Other recordists have commented about unusual recordings of what sound like zippers. If this is a mimicked sound it would make sense in that one of the most often heard sounds in a campground at night is zippers on tents and sleeping bags. I had never recorded anything resembling this sound.
Early in May of 2013 my wife and I camped for ten days in Eastern Ohio. As it is early in the camping season most of the areas were sparsely populated with other campers. This particular night there was only one other unit within 300 yards of us and it was also a camper with no tents.
On reviewing my nights recording I found this unusual sound resembling a zipper.
Click here to listen to sound clip: Zipper 1
Waveform View
Spectral View
Hey Stan,
listening to it a few times It almost sounds like a wet finger running across glass or smooth surface? where was your recorder?
The spectrum for that zipper has such pure and clean frequencies, I'd have to say it is a zipper. Also, there seems to be a bit of a resonance to it, so I should think it was a zipper on something taught.
At night, sounds seem to be coming from closer than their sources actually are because a lot of the daytime white noise is gone, so that could have been from one of the other campsites. As I recall, some campers also have zippers on their exteriors for things like the pull-out beds or awnings, and often the covers of extra wheels and propane tanks have zippers. Maybe someone was playing with a zipper?
Whatever it was, it was within about 5 feet of my remote recorder.
Interesting. I'm sure no known objects that could have made a zipper-like sound were so close to your recorder, but how was this close proximity determined?
If it can be certain the source was within 5 feet, then insect activity cannot be ruled out.
Also, bats send out a feeding buzz that has a repetition rate in the 100's of Hz, and sounds like a zipper (it gets faster and faster).
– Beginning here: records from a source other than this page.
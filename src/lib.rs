//! # Overview
//!
//! servicedesk simulates one workday of an IT service desk as a discrete-event simulation. Customer requests for
//! on-site repair rides, diagnostics and software installs arrive over the shift, queue for a limited number of
//! workers, and are either served or left undone when the shift ends.
//!
//! The crate is layered, leaves first:
//!
//! * [`engine`] holds the clock and the event queue. Events execute in ascending order of time, then of
//!   [`Priority`], then of insertion, so a run is fully deterministic for a given seed. The [`Event`] trait grants each
//!   executing event exclusive access to the simulation's state, without interior mutability or unsafe access to
//!   mutable, static data.
//! * [`resource`] provides finite-capacity pools with a priority-ordered wait-line and capacity changes at runtime.
//! * [`process`] runs cooperative actors on top of the event queue. Each actor is a small state machine that runs up
//!   to its next suspend point: a timed hold, a wait for pool units, or the end of its behavior.
//! * [`sampling`] draws hold durations, fixed or random, and never lets a random draw stall the clock.
//! * [`desk`] is the workday itself: staffing, intake, service tasks, escalations, generators and the final report.
//! * [`cli`] turns command-line parameters into a [`DeskConfig`].
//!
//! Parameterizing the engine over [`SimTime`] and [`SimState`] keeps it independent of the desk; its own tests drive
//! it with integral ticks, while the desk runs on [`Minutes`].
//!
//! [`Event`]: engine::Event
//! [`DeskConfig`]: desk::DeskConfig
//! [`Minutes`]: sampling::Minutes

pub mod cli;
pub mod desk;
pub mod engine;
mod error;
mod generic_parameters;
pub mod process;
pub mod resource;
pub mod sampling;

pub use error::{Error, Result};
pub use generic_parameters::{Priority, SimState, SimTime};
mod events;
mod simulation;

pub use events::event_traits::{Event, Infallible, OkEvent};
pub use events::EventQueue;
pub use simulation::{RunSummary, Simulation};
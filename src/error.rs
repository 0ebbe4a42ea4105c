use thiserror::Error as ThisError;

/// Errors that may be encountered while configuring or executing a simulation.
///
/// The [`InvalidSchedule`] variant originates from the safe interface of the [`EventQueue`] to indicate that an
/// event's scheduled execution time is prior to the queue's current time. This error corresponds to a logical bug in
/// the engine or in a behavior, e.g. forgetting to add an offset to the current time when scheduling a new event, and
/// is never clamped away.
///
/// [`UnsatisfiableRequest`] and [`Configuration`] both describe a model that cannot run as configured. The first is
/// raised by a [`ResourcePool`] the moment a request could never be granted, instead of parking the requester forever.
///
/// The [`BadExecution`] variant wraps a client-generated error so that it can pass through [`Simulation::run()`] in a
/// type-safe manner. Invoking [`std::error::Error::source()`] on this variant will acquire a shared reference to the
/// wrapped error.
///
/// [`EventQueue`]: crate::engine::EventQueue
/// [`ResourcePool`]: crate::resource::ResourcePool
/// [`Simulation::run()`]: crate::engine::Simulation::run
/// [`InvalidSchedule`]: Error::InvalidSchedule
/// [`UnsatisfiableRequest`]: Error::UnsatisfiableRequest
/// [`Configuration`]: Error::Configuration
/// [`BadExecution`]: Error::BadExecution
#[derive(Debug, ThisError)]
pub enum Error {
    /// The event queue rejected an event that would have been scheduled for a time that has already passed.
    #[error("cannot schedule an event at {time} before the current time {now}")]
    InvalidSchedule { time: String, now: String },

    /// An acquisition asked a pool for more units than it could ever hold.
    #[error("pool '{pool}' cannot satisfy a request for {requested} units with capacity {capacity}")]
    UnsatisfiableRequest {
        pool: String,
        requested: usize,
        capacity: usize,
    },

    /// Startup parameters were missing, malformed or inconsistent.
    #[error("invalid configuration: {0}")]
    Configuration(String),

    /// A pool handle did not belong to the runtime it was used with.
    #[error("no resource pool registered under id {0}")]
    UnknownPool(usize),

    /// An activation referred to an actor that is not live or is already running.
    #[error("no runnable process with id {0}")]
    UnknownProcess(u64),

    /// An actor tried to give back more units than it holds.
    #[error("cannot release {released} units of pool '{pool}' while holding {held}")]
    ExcessRelease {
        pool: String,
        released: usize,
        held: usize,
    },

    /// A client-generated error was encountered while executing an event. Call [`source()`] or unpack this value to
    /// handle it directly.
    ///
    /// [`source()`]: std::error::Error::source
    #[error("error while executing event: {0}")]
    BadExecution(#[source] Box<dyn std::error::Error + Send + Sync + 'static>),
}

impl Error {
    pub(crate) fn invalid_schedule(time: &impl std::fmt::Debug, now: &impl std::fmt::Debug) -> Self {
        Self::InvalidSchedule {
            time: format!("{:?}", time),
            now: format!("{:?}", now),
        }
    }
}

/// [`std::result::Result`]`<T, `[`servicedesk::Error`]`>`, defaulting to `T = ()`.
///
/// A type alias that simplifies the signatures of various functions in this crate.
///
/// [`servicedesk::Error`]: Error
pub type Result<T = ()> = std::result::Result<T, Error>;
Their calls are normally outside of the audible realm (20kHz to 90 kHz), but if the source was close, the bat calls could have provided enough impulse to heterodyne with the mechanical structure (diaphragm) of the mic or the compression algorithm or filters, or disperse through the mic and broaden into the audible range. The power spectrum is very intense at ~200 Hz, but otherwise very broad, like a dispersed pulse. Do you record at 90 kHz?